Als der lettische Arbeiter B., zuständig für die Reinigung von Darmpaketen, am 20. Juni 2020 in die Corona-Quarantäne geschickt wurde, war er nicht krank. Es war eine Vorsichtsmaßnahme, angeordnet vom Kreis Gütersloh, die viele Menschen traf, die damals auf dem Gelände des Fleischgiganten Tönnies in Rheda-Wiedenbrück arbeiteten. B. verbrachte drei Wochen in Quarantäne, und jetzt muss der Steuerzahler für seinen Verdienstausfall aufkommen. So hat es das Verwaltungsgericht in Münster Mitte Mai entschieden. Die Richter haben angefangen, einen Berg an Klagen abzutragen, die das Land einen zweistelligen Millionenbetrag kosten könnten.

Der Arbeiter B. war damals bei einer lettischen Firma angestellt. Die hatte einen Vertrag mit einer Paderborner Großmetzgerei, die ihrerseits eine Betriebsstätte auf dem Betriebsgelände des Fleischkonzerns Tönnies unterhielt. Werkverträge waren damals in der Fleischindustrie noch erlaubt. Bereits im Mai hatte das Landesgesundheitsministerium einen Schlachthof der Firma Westfleisch im Kreis Coesfeld dichtgemacht, nachdem dort etliche Arbeiter positiv auf das Corona-Virus getestet worden waren, Mitte Juni schloss der Kreis Gütersloh den Tönnies-Schlachthof.

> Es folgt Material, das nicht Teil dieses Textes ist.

//! Lifecycle hooks run by the [`Trainer`](super::trainer::Trainer).
//!
//! Agents contribute callbacks through `Agent::training_callbacks`; callers
//! can add more with `Trainer::with_callback`. Every hook has an empty
//! default so implementations only override what they need.

use super::logging::EpochMetrics;
use super::trainer::FitSummary;

/// Static facts about a fit run, passed to [`TrainingCallback::on_fit_start`].
#[derive(Debug, Clone, PartialEq)]
pub struct FitContext {
    pub run_id: String,
    pub agent_name: String,
    pub max_epochs: usize,
    pub train_samples: usize,
    pub val_samples: usize,
}

/// Hooks into the training loop.
pub trait TrainingCallback {
    fn on_fit_start(&mut self, _context: &FitContext) {}

    /// Called after the last training batch of `epoch` with the epoch means.
    fn on_train_epoch_end(&mut self, _epoch: usize, _metrics: &EpochMetrics) {}

    /// Called after the last validation batch of `epoch` with the epoch means.
    fn on_validation_epoch_end(&mut self, _epoch: usize, _metrics: &EpochMetrics) {}

    fn on_fit_end(&mut self, _summary: &FitSummary) {}
}
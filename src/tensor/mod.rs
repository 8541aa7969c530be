//! Tensor containers exchanged between builders, agents and the training loop.
//!
//! - [`DynTensor`] -- a burn float tensor whose rank is only known at runtime.
//! - [`TensorMap`] -- named tensors (features, targets, predictions) with
//!   explicit key-collision errors and batch collation.

pub mod dyn_tensor;
pub mod map;

pub use dyn_tensor::{DynTensor, MAX_RANK};
pub use map::TensorMap;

Tausende Arbeiter wurden in die Zwangsquarantäne geschickt.

Laumann: „Ich habe keinen Bock, dass ich Herrn Tönnies irgendetwas überweise“

Mitte Juli 2020 hatten Fleischunternehmer Clemens Tönnies und die Subunternehmen angekündigt, die Lohnkosten der betroffenen Arbeiter vom Land auf der Grundlage des Infektionsschutzgesetzes zurückzufordern, eine Forderung, die damals in der Politik parteiübergreifend auf scharfe Kritik gestoßen war. Insbesondere Landesgesundheitsminister Karl-Josef Laumann (CDU) hatte mögliche Forderungen brüsk zurückgewiesen: „Ich habe keinen Bock, dass ich Herrn Tönnies oder den Subunternehmern irgendetwas überweise“, sagte er bei einer Pressekonferenz. Begründung des Landes: Die Unternehmen hätten gegen Corona-Auflagen verstoßen, seien somit verantwortlich für Corona-Ausbrüche und hätten deswegen keinen Anspruch auf Entschädigung.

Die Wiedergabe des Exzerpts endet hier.